В свете этого было бы соблазнительным интерпретировать идею югэн Сюндзэя посредством предложений, записанных в Мумё–сё Камо–но Тёмэем впериод между 1211 и 1216годами, или через некоторое время после смертиСюндзэя. Относительно югэн Тёмэй пишет следующее:
Поскольку я сам не очень хорошо это понимаю, то затрудняюсь описать удовлетворительно, однако, в соответствии с взглядами тех, кто проник в пределы югэн, его значение состоит в ёдзё[65], которая не выражается в словах, и в атмосфере, которая не раскрывается формой стихотворения. Когда содержание покоится на прочной основе, а выбор слов превосходен, эти прочие достоинства прибавляются естественным путем. Осенним вечером, например, когда небо бесцветно, не слышно ни звука, мы иногда разражаемся слезами, хотя на это нет, кажется, никакой определенной причины. Человек, лишенный чувствительности, не найдет в таком состоянии ничего особенного, он просто наслаждается вишневыми цветами и красными осенними листьями, которые можно рассмотреть своими глазами[66].
Впрочем, Кониси Дзинъити предостерегал против интерпретирования взглядов Сюндзэя так, как это делает Тёмэй, в особенности потому, что, в отличие от любителей белых вишневых лепестков и ярко–красных листьев, Тёмэй имеет свое собственное предпочтение, а именно — к бесцветному "цвету". Кониси следующим образом противопоставляет их взгляды:
Когда сам Сюндзэй выражает чувство югэн, это, безусловно, поддерживается намерениями сикан, — данный фактор просто невозможно не принять во внимание. Однако, существует различие между этим и специфической цветностью, продемонстрированной доктором Носэ [Носэ Асадзи в своей книге Югэн–рон]. Сама намеренность сикан не объемлет никакой конкретной цветности. Сикан выражает взаимопроникновение того, что охватывается, с тем, что осуществляет это охватывание, и в этом смысле может материализоваться в любом из возможных цветов: иногда в великолепном, либо же — в грустном, простом, утонченном; допустимо все. Именно здесь лежит отличие между собственной идеей югэн у Сюндзэя и тем, как ее выразил Тёмэй[67].
Важность данного замечания состоит не только в том, что оно помогает нам провести различия во взглядах двух средневековых японских интеллектуалов, но также в потенциале для выявления и определения базисной структуры югэн.
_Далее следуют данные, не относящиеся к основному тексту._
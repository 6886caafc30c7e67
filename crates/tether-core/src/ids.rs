use serde::{Deserialize, Serialize};
use std::fmt;
use std::str::FromStr;
use uuid::Uuid;

macro_rules! branded_id {
    ($name:ident, $prefix:expr) => {
        #[derive(Clone, Debug, Hash, Eq, PartialEq, Ord, PartialOrd, Serialize, Deserialize)]
        #[serde(transparent)]
        pub struct $name(String);

        impl $name {
            pub fn new() -> Self {
                Self(format!("{}_{}", $prefix, Uuid::now_v7()))
            }

            pub fn from_raw(s: impl Into<String>) -> Self {
                Self(s.into())
            }

            pub fn as_str(&self) -> &str {
                &self.0
            }
        }

        impl Default for $name {
            fn default() -> Self {
                Self::new()
            }
        }

        impl fmt::Display for $name {
            fn fmt(&self, f: &mut fmt::Formatter<'_>) -> fmt::Result {
                f.write_str(&self.0)
            }
        }

        impl FromStr for $name {
            type Err = std::convert::Infallible;
            fn from_str(s: &str) -> Result<Self, Self::Err> {
                Ok(Self(s.to_owned()))
            }
        }

        impl AsRef<str> for $name {
            fn as_ref(&self) -> &str {
                &self.0
            }
        }
    };
}

branded_id!(SessionId, "sess");
branded_id!(EventId, "evt");
branded_id!(SubscriberId, "sub");

// Owners are assigned by the embedding application and are normally built
// with `OwnerId::from_raw`; `new()` exists for tests.
branded_id!(OwnerId, "owner");

/// Stable identifier of the paired remote identity (e.g. a phone JID).
/// Assigned by the protocol library once pairing succeeds.
#[derive(Clone, Debug, Hash, Eq, PartialEq, Serialize, Deserialize)]
#[serde(transparent)]
pub struct ProtocolIdentity(String);

impl ProtocolIdentity {
    pub fn new(s: impl Into<String>) -> Self {
        Self(s.into())
    }

    pub fn as_str(&self) -> &str {
        &self.0
    }
}

impl fmt::Display for ProtocolIdentity {
    fn fmt(&self, f: &mut fmt::Formatter<'_>) -> fmt::Result {
        f.write_str(&self.0)
    }
}

#[cfg(test)]
mod tests {
    use super::*;

    #[test]
    fn session_id_has_prefix() {
        let id = SessionId::new();
        assert!(id.as_str().starts_with("sess_"), "got: {id}");
    }

    #[test]
    fn event_and_subscriber_prefixes() {
        assert!(EventId::new().as_str().starts_with("evt_"));
        assert!(SubscriberId::new().as_str().starts_with("sub_"));
    }

    #[test]
    fn owner_id_from_raw_preserves_value() {
        let owner = OwnerId::from_raw("1");
        assert_eq!(owner.as_str(), "1");
        assert_eq!(owner.to_string(), "1");
    }

    #[test]
    fn ids_are_unique_and_monotonic() {
        let ids: Vec<SessionId> = (0..50).map(|_| SessionId::new()).collect();
        for w in ids.windows(2) {
            assert!(w[0] < w[1], "not monotonic: {} >= {}", w[0], w[1]);
        }
    }

    #[test]
    fn serde_is_transparent() {
        let id = SessionId::from_raw("sess_abc");
        assert_eq!(serde_json::to_string(&id).unwrap(), "\"sess_abc\"");
        let identity = ProtocolIdentity::new("15551234567@s.whatsapp.net");
        let json = serde_json::to_string(&identity).unwrap();
        let parsed: ProtocolIdentity = serde_json::from_str(&json).unwrap();
        assert_eq!(parsed, identity);
    }
}
pub mod database;
pub mod error;
pub mod events;
pub mod gateway;
pub mod identities;
pub mod row_helpers;
pub mod schema;
pub mod sessions;
pub mod vault;

pub use database::Database;
pub use error::StoreError;
pub use gateway::SqliteGateway;
pub use vault::Vault;
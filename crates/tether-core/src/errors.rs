use std::time::Duration;

/// Failure reported by a protocol client. Classified so callers can decide
/// whether a reconnect attempt is worth making.
#[derive(Clone, Debug, PartialEq, Eq, thiserror::Error)]
pub enum ProtocolError {
    // Retryable
    #[error("connection failed: {0}")]
    ConnectionFailed(String),
    #[error("not connected")]
    NotConnected,
    #[error("timeout after {0:?}")]
    Timeout(Duration),

    // Fatal for this identity
    #[error("rejected by server: {0}")]
    Rejected(String),
    #[error("identity material missing or unusable: {0}")]
    InvalidIdentity(String),

    // Operational
    #[error("cancelled")]
    Cancelled,
    #[error("client closed")]
    Closed,
}

impl ProtocolError {
    pub fn is_retryable(&self) -> bool {
        matches!(
            self,
            Self::ConnectionFailed(_) | Self::NotConnected | Self::Timeout(_)
        )
    }

    pub fn is_fatal(&self) -> bool {
        matches!(self, Self::Rejected(_) | Self::InvalidIdentity(_))
    }

    /// Short classification string for logs and events.
    pub fn error_kind(&self) -> &'static str {
        match self {
            Self::ConnectionFailed(_) => "connection_failed",
            Self::NotConnected => "not_connected",
            Self::Timeout(_) => "timeout",
            Self::Rejected(_) => "rejected",
            Self::InvalidIdentity(_) => "invalid_identity",
            Self::Cancelled => "cancelled",
            Self::Closed => "closed",
        }
    }
}

/// Failure reported by the persistence gateway.
#[derive(Clone, Debug, PartialEq, Eq, thiserror::Error)]
pub enum PersistenceError {
    #[error("store unavailable: {0}")]
    Unavailable(String),
    #[error("not found: {0}")]
    NotFound(String),
    #[error("conflict: {0}")]
    Conflict(String),
    #[error("corrupt record: {0}")]
    Corrupt(String),
}

#[cfg(test)]
mod tests {
    use super::*;

    #[test]
    fn retryable_classification() {
        assert!(ProtocolError::ConnectionFailed("tcp reset".into()).is_retryable());
        assert!(ProtocolError::NotConnected.is_retryable());
        assert!(ProtocolError::Timeout(Duration::from_secs(5)).is_retryable());
        assert!(!ProtocolError::Rejected("401".into()).is_retryable());
        assert!(!ProtocolError::Cancelled.is_retryable());
    }

    #[test]
    fn fatal_classification() {
        assert!(ProtocolError::Rejected("banned".into()).is_fatal());
        assert!(ProtocolError::InvalidIdentity("no keys".into()).is_fatal());
        assert!(!ProtocolError::Closed.is_fatal());
    }

    #[test]
    fn error_kind_strings() {
        assert_eq!(ProtocolError::Cancelled.error_kind(), "cancelled");
        assert_eq!(
            ProtocolError::ConnectionFailed(String::new()).error_kind(),
            "connection_failed"
        );
    }
}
Кониси это вполне удалось. Существует различие в терминологии Тёмэя о югэн — где он проявляется прежде всего, как невыразимое и необъяснимое предпочтение определенным эмоциям, вызываемым сценами и действиями столь смутными и тонкими, что они почти лишены окраски и конкретных характеристик, и видением югэн в терминах Сюндзэя, где нам приходится прибегать к помощи сикан, чтобы постичь это.
Направление, заданное Кониси, достойно того, чтобы ему следовать. В более раннем эссе о происхождении югэн он приводит массу документальных подтверждений тому, что еще до использования этого термина Сюндзэем и другими как категории литературной эстетики, он употреблялся в буддийских текстах, в особенности относящихся к направлениям Праджняпарамита (Хання) и Мадхьямика (Санрон). Это однозначно помещает его в пределы литературных произведений, в которых стремятся представить природу всех феноменов, как шунья (ку), "пустотную"[68]. В литературе Праджняпарамита в особенности стремились продемонстрировать, что все вещи не имеют самосуществования. Ее непреклонная диалектика одновременно отказывалась позволить пустотности застыть, или материализоваться в некий абсолютный, независимый принцип; она требовала, как мы видели, чтобы и пустота была опустошена. Операция по этому непрекращающемуся процессу опустошения подразумевала обширность и богатство во вселенной, исследуемой во взаимосоотнесенности ее элементов. Поскольку нигде нельзя найти ничего, что имело бы независимое существование, в пределах реальности, рассматриваемой Праджняпаралштой, нет никаких мест остановки, или преград. И, по Кониси, именно это непосредственно связано с глубиной, плотностью, расстоянием и чудесными качествами, являющимися частью югэн. Реальность безгранична в самом прямом смысле слова; поскольку отсутствуют твердые, абсолютные, или независимые сущности, нет границ и пределов глубокому и взаимному проникновению всех существующих вещей. Югэн признает и раскрывает это.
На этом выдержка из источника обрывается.